OpenHPS is an open source hybrid positioning framework for creating a positioning system without being bound to a specific technology or a set of algorithms. Developers are free to choose the data they want to use, from where they want to obtain this data, how to process the data and finally how to use the outcome of the positioning system. In this presentation we will present the modularity and ecosystem around the OpenHPS framework, some technical aspects as well as the current state of the project.
A localisation system often has use cases such as tracking employees or navigating people at a conference. When looking at the problem in a more broader
perspective the use cases often span way beyond the tracking and navigation of people. Whether it is a use case where pawns need to be tracked on chessboard or
a robot needs to navigate itself outside and through multiple buildings, different approaches need to be used.

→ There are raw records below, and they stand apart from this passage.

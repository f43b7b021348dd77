//! Resource schemas
//!
//! A [`ResourceDescriptor`] declares the typed fields of one resource type.
//! Each field names its configuration key and its provider API key exactly
//! once; request construction ([`ResourceDescriptor::to_request`]) and state
//! population ([`ResourceDescriptor::from_response`]) both derive from that
//! single declaration, so the write and read paths cannot drift apart.

use gcompute_common::{AttrValue, Attributes, Error, Result};
use serde::Serialize;
use serde_json::{Map, Value};

/// Type of a field's value
#[derive(Debug, Clone, Copy, PartialEq, Eq, Serialize)]
#[serde(rename_all = "snake_case")]
pub enum FieldKind {
    String,
    Int,
    Float,
    Bool,
    StringList,
}

impl FieldKind {
    /// Whether `value` is an acceptable value of this kind. Null is accepted
    /// everywhere; requiredness is checked separately.
    pub fn accepts(&self, value: &AttrValue) -> bool {
        match (self, value) {
            (_, AttrValue::Null) => true,
            (FieldKind::String, AttrValue::String(_)) => true,
            (FieldKind::Int, AttrValue::Int(_)) => true,
            (FieldKind::Float, AttrValue::Float(_) | AttrValue::Int(_)) => true,
            (FieldKind::Bool, AttrValue::Bool(_)) => true,
            (FieldKind::StringList, AttrValue::List(items)) => items.iter().all(|v| v.as_str().is_some()),
            _ => false,
        }
    }

    /// Normalize a value read back from the provider. The compute API
    /// encodes 64-bit integers as JSON strings.
    pub fn coerce(&self, value: AttrValue) -> AttrValue {
        match (self, value) {
            (FieldKind::Int, AttrValue::String(s)) => s
                .parse::<i64>()
                .map(AttrValue::Int)
                .unwrap_or(AttrValue::String(s)),
            (FieldKind::Float, AttrValue::Int(n)) => AttrValue::Float(n as f64),
            (_, value) => value,
        }
    }
}

impl std::fmt::Display for FieldKind {
    fn fmt(&self, f: &mut std::fmt::Formatter<'_>) -> std::fmt::Result {
        match self {
            FieldKind::String => write!(f, "string"),
            FieldKind::Int => write!(f, "int"),
            FieldKind::Float => write!(f, "float"),
            FieldKind::Bool => write!(f, "bool"),
            FieldKind::StringList => write!(f, "list(string)"),
        }
    }
}

/// Declaration of one field
#[derive(Debug, Clone, PartialEq, Serialize)]
pub struct FieldSpec {
    pub name: &'static str,
    pub api_name: &'static str,
    pub kind: FieldKind,
    pub required: bool,
    pub optional: bool,
    pub computed: bool,
    #[serde(skip_serializing_if = "Option::is_none")]
    pub default: Option<AttrValue>,
    pub force_new: bool,
    pub description: &'static str,
}

impl FieldSpec {
    fn base(name: &'static str, api_name: &'static str, kind: FieldKind) -> Self {
        Self {
            name,
            api_name,
            kind,
            required: false,
            optional: false,
            computed: false,
            default: None,
            force_new: false,
            description: "",
        }
    }

    pub fn required(name: &'static str, api_name: &'static str, kind: FieldKind) -> Self {
        Self {
            required: true,
            ..Self::base(name, api_name, kind)
        }
    }

    pub fn optional(name: &'static str, api_name: &'static str, kind: FieldKind) -> Self {
        Self {
            optional: true,
            ..Self::base(name, api_name, kind)
        }
    }

    /// Populated only from provider responses
    pub fn computed(name: &'static str, api_name: &'static str, kind: FieldKind) -> Self {
        Self {
            computed: true,
            ..Self::base(name, api_name, kind)
        }
    }

    /// Optional field the provider fills in when left unset
    pub fn optional_computed(name: &'static str, api_name: &'static str, kind: FieldKind) -> Self {
        Self {
            optional: true,
            computed: true,
            ..Self::base(name, api_name, kind)
        }
    }

    pub fn with_default(mut self, value: impl Into<AttrValue>) -> Self {
        self.default = Some(value.into());
        self
    }

    pub fn force_new(mut self) -> Self {
        self.force_new = true;
        self
    }

    pub fn describe(mut self, description: &'static str) -> Self {
        self.description = description;
        self
    }

    /// Computed and never settable from configuration
    pub fn is_output_only(&self) -> bool {
        self.computed && !self.optional && !self.required
    }
}

/// Schema of one resource type
#[derive(Debug, Clone, Serialize)]
pub struct ResourceDescriptor {
    pub type_name: &'static str,
    /// Field whose value becomes the instance identifier
    pub id_field: &'static str,
    pub fields: Vec<FieldSpec>,
}

impl ResourceDescriptor {
    pub fn new(type_name: &'static str, id_field: &'static str) -> Self {
        Self {
            type_name,
            id_field,
            fields: Vec::new(),
        }
    }

    pub fn field(mut self, spec: FieldSpec) -> Self {
        self.fields.push(spec);
        self
    }

    pub fn get(&self, name: &str) -> Option<&FieldSpec> {
        self.fields.iter().find(|f| f.name == name)
    }

    /// Fields a configuration may set
    pub fn settable_fields(&self) -> impl Iterator<Item = &FieldSpec> {
        self.fields.iter().filter(|f| !f.is_output_only())
    }

    /// Reject unknown keys, missing required fields, output-only fields
    /// and values of the wrong kind
    pub fn validate(&self, config: &Attributes) -> Result<()> {
        let invalid = |msg: String| Err(Error::validation(self.type_name, msg));

        for (key, value) in config {
            let Some(spec) = self.get(key) else {
                return invalid(format!("unknown field \"{}\"", key));
            };
            if spec.is_output_only() && !value.is_null() {
                return invalid(format!("\"{}\" is computed and cannot be set", key));
            }
            if !spec.kind.accepts(value) {
                return invalid(format!(
                    "\"{}\" must be {}, got {}",
                    key,
                    spec.kind,
                    value.type_name()
                ));
            }
        }

        for spec in self.fields.iter().filter(|f| f.required) {
            if config.get(spec.name).map_or(true, AttrValue::is_unset) {
                return invalid(format!("required field \"{}\" is not set", spec.name));
            }
        }

        Ok(())
    }

    /// Fill declared defaults for fields left unset and normalize set
    /// values to their declared kind
    pub fn apply_defaults(&self, config: &Attributes) -> Attributes {
        let mut out = config.clone();
        for spec in &self.fields {
            match out.remove(spec.name) {
                Some(value) if !value.is_null() => {
                    out.insert(spec.name.to_string(), spec.kind.coerce(value));
                }
                _ => {
                    if let Some(default) = &spec.default {
                        out.insert(spec.name.to_string(), default.clone());
                    }
                }
            }
        }
        out
    }

    /// Validate, then apply defaults
    pub fn prepare(&self, config: &Attributes) -> Result<Attributes> {
        self.validate(config)?;
        Ok(self.apply_defaults(config))
    }

    /// Identifier of the instance a configuration describes
    pub fn instance_id(&self, config: &Attributes) -> Option<String> {
        config
            .get(self.id_field)
            .and_then(AttrValue::as_str)
            .filter(|s| !s.is_empty())
            .map(str::to_string)
    }

    /// Provider request payload: every settable field that is set, under
    /// its API key. Unset optional fields are omitted.
    pub fn to_request(&self, config: &Attributes) -> Value {
        let mut body = Map::new();
        for spec in self.settable_fields() {
            if let Some(value) = config.get(spec.name).filter(|v| !v.is_unset()) {
                body.insert(spec.api_name.to_string(), value.to_json());
            }
        }
        Value::Object(body)
    }

    /// State attributes for every declared field, read from the provider
    /// response under the same API keys `to_request` writes
    pub fn from_response(&self, remote: &Value) -> Attributes {
        self.fields
            .iter()
            .map(|spec| {
                let value = remote
                    .get(spec.api_name)
                    .map(AttrValue::from_json)
                    .unwrap_or(AttrValue::Null);
                (spec.name.to_string(), spec.kind.coerce(value))
            })
            .collect()
    }
}
use crate::context::ProviderContext;
use crate::resources::{Location, ResourceHandler, ResourceKind};
use crate::state::ResourceState;
use crate::translate;
use crate::waiter::WaitConfig;

/// Result of a read
#[derive(Debug, Clone, Copy, PartialEq, Eq)]
pub enum ReadOutcome {
    /// State refreshed from the remote entity
    Refreshed,
    /// The remote entity is gone; the state was cleared
    Vanished,
    /// The state had no identifier; nothing was read
    Absent,
}

#[derive(Debug, Clone, Copy, PartialEq, Eq)]
pub enum DeleteOutcome {
    Deleted,
    /// Nothing to delete, either locally or remotely
    AlreadyAbsent,
}

#[derive(Debug, Clone, Copy, PartialEq, Eq, Serialize)]
#[serde(rename_all = "snake_case")]
pub enum PlanAction {
    NoOp,
    Create,
    Update,
    Replace,
    Delete,
}

impl std::fmt::Display for PlanAction {
    fn fmt(&self, f: &mut std::fmt::Formatter<'_>) -> std::fmt::Result {
        match self {
            PlanAction::NoOp => write!(f, "no-op"),
            PlanAction::Create => write!(f, "create"),
            PlanAction::Update => write!(f, "update"),
            PlanAction::Replace => write!(f, "replace"),
            PlanAction::Delete => write!(f, "delete"),
        }
    }
}

/// One field whose value differs between state and configuration
#[derive(Debug, Clone, PartialEq, Serialize)]
pub struct AttributeChange {
    pub field: String,
    pub before: AttrValue,
    pub after: AttrValue,
    pub force_new: bool,
}

#[derive(Debug, Clone, PartialEq, Serialize)]
pub struct Plan {
    pub action: PlanAction,
    pub changes: Vec<AttributeChange>,
    /// Changed fields that cannot be updated in place
    pub requires_replace: Vec<String>,
}

impl Plan {
    fn no_op() -> Self {
        Self {
            action: PlanAction::NoOp,
            changes: Vec::new(),
            requires_replace: Vec::new(),
        }
    }
}

/// Both unset, or equal
fn same_value(before: &AttrValue, after: &AttrValue) -> bool {
    (before.is_unset() && after.is_unset()) || before == after
}

/// Lifecycle calls for one resource type
pub struct Lifecycle<'a> {
    ctx: &'a ProviderContext,
    handler: &'static dyn ResourceHandler,
    wait: WaitConfig,
}
//! Resource state
//!
//! The record the lifecycle layer reads and writes on behalf of the external
//! state manager, plus helpers for pulling typed attributes out of it.

use gcompute_common::{AttrValue, Attributes, ResourcePhase, Result};
use serde::{Deserialize, Serialize};

/// Last-known state of one resource instance
#[derive(Debug, Clone, Default, PartialEq, Serialize, Deserialize)]
pub struct ResourceState {
    /// External identifier; `None` when the instance does not exist
    #[serde(default)]
    pub id: Option<String>,

    #[serde(default)]
    pub phase: ResourcePhase,

    /// Field values including computed ones
    #[serde(default)]
    pub attributes: Attributes,
}

impl ResourceState {
    pub fn absent() -> Self {
        Self::default()
    }

    /// State for an existing instance known only by identifier
    pub fn with_id(id: impl Into<String>) -> Self {
        Self {
            id: Some(id.into()),
            phase: ResourcePhase::Present,
            attributes: Attributes::new(),
        }
    }

    pub fn id(&self) -> Option<&str> {
        self.id.as_deref()
    }

    pub fn exists(&self) -> bool {
        self.id.is_some()
    }

    /// Canonical reference URL, once the provider has reported one
    pub fn self_link(&self) -> Option<&str> {
        self.attributes
            .get("self_link")
            .and_then(AttrValue::as_str)
            .filter(|s| !s.is_empty())
    }

    /// Forget the instance: identifier removed, phase absent
    pub fn clear(&mut self) {
        self.id = None;
        self.phase = ResourcePhase::Absent;
        self.attributes.clear();
    }

    pub fn get(&self, key: &str) -> Option<&AttrValue> {
        self.attributes.get(key)
    }
}

/// Decode a state document; empty input is an absent resource
pub fn decode_state(data: &[u8]) -> Result<ResourceState> {
    if data.iter().all(u8::is_ascii_whitespace) {
        return Ok(ResourceState::absent());
    }
    Ok(serde_json::from_slice(data)?)
}

/// Encode a state document
pub fn encode_state(state: &ResourceState) -> Result<Vec<u8>> {
    Ok(serde_json::to_vec_pretty(state)?)
}

/// Decode a configuration document into attributes
pub fn decode_config(data: &[u8]) -> Result<Attributes> {
    Ok(serde_json::from_slice(data)?)
}

/// Create an attribute map with the given values
pub fn make_attrs(attrs: Vec<(&str, AttrValue)>) -> Attributes {
    attrs.into_iter()
        .map(|(key, value)| (key.to_string(), value))
        .collect()
}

Using use case specific software development kits would be an easy solution for developers, but with the constantly changing technologies and algorithms these different platforms cause a fragmentation
of knowledge over multiple programming languages and hardware. Being created in TypeScript, the framework can be deployed on a variety of devices while making use of the large number of packages that are available. A process network design is used to process data from a source to sink. The processing can be done locally, remote and even distributed over multiple processes, web workers or remote machines. Each part of the process network is modular, allowing developers to share algorithms that will be compatible with the same data structure used throughout the framework. In addition, this process network design allows existing algorithms in different programming languages to be accessed as 'part of the processing'.
With the OpenHPS project we want to create an ecosystem of modules that each focus on a specific aspect in the creation of a positioning system. Modules for different storage techniques, remote communication, computer vision and different sensor sources already exist that will be further discussed in the current state part of the presentation. At its core, the framework is aimed towards developers that have a basic understanding of implementing a positioning system by means of combining parts of the process network. This method of development allows the rapid prototyping of a complete positioning system that can later on be deployed in a production environment.
Future work in the project will create additional layers of abstraction that allows the development of a system without the required knowledge of the algorithms. However, because the framework is still modular at its core, these abstractions will still allow developers to tweak the system to do the task it is designed to do.